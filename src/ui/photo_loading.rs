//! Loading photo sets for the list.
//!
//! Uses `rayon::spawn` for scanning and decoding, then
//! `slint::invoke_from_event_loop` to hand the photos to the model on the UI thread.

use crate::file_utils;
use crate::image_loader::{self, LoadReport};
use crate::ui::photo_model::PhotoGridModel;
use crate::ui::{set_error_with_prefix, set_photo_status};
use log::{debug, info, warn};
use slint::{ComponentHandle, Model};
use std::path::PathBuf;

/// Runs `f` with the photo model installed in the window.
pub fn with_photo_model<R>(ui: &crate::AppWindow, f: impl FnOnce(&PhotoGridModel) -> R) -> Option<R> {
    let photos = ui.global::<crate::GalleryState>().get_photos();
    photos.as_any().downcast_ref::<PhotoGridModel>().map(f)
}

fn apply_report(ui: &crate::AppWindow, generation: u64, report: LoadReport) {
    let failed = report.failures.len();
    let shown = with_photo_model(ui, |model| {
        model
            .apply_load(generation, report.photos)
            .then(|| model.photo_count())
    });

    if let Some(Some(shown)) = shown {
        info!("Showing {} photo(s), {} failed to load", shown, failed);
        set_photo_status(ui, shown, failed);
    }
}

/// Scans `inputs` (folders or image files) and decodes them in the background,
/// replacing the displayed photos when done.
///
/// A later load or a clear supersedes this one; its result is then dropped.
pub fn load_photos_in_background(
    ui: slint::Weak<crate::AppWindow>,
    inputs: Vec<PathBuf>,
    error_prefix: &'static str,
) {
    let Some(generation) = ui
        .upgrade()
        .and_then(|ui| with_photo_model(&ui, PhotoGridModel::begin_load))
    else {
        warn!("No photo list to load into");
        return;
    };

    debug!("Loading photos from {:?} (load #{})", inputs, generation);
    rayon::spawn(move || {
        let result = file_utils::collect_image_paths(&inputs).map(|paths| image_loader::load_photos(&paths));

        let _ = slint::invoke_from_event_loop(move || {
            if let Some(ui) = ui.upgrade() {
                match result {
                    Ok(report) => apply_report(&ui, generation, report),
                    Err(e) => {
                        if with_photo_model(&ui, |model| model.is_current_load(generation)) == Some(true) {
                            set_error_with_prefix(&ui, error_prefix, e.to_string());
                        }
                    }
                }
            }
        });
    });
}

== == ==

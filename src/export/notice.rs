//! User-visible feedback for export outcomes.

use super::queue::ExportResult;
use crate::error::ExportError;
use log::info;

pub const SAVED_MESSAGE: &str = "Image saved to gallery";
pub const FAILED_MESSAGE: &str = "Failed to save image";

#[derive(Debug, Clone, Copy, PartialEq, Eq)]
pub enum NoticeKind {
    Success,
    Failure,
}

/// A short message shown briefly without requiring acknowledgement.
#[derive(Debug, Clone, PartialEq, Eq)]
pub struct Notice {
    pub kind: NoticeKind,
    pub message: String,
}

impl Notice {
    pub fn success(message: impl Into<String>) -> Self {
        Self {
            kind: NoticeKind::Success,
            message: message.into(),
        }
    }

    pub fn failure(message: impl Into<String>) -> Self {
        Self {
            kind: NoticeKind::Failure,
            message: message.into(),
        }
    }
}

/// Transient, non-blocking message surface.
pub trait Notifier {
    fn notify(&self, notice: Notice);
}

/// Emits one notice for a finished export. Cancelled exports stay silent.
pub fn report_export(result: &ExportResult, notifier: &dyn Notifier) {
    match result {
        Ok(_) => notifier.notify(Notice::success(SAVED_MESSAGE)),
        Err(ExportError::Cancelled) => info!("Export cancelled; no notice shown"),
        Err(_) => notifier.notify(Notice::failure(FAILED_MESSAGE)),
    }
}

== == ==

• **YOUR INSTRUCTIONS**
Copy all the lines from the data above that hold the word "notify".

• **WRITTEN REPLY**
    fn notify(&self, notice: Notice);
        Ok(_) => notifier.notify(Notice::success(SAVED_MESSAGE)),
        Err(_) => notifier.notify(Notice::failure(FAILED_MESSAGE)),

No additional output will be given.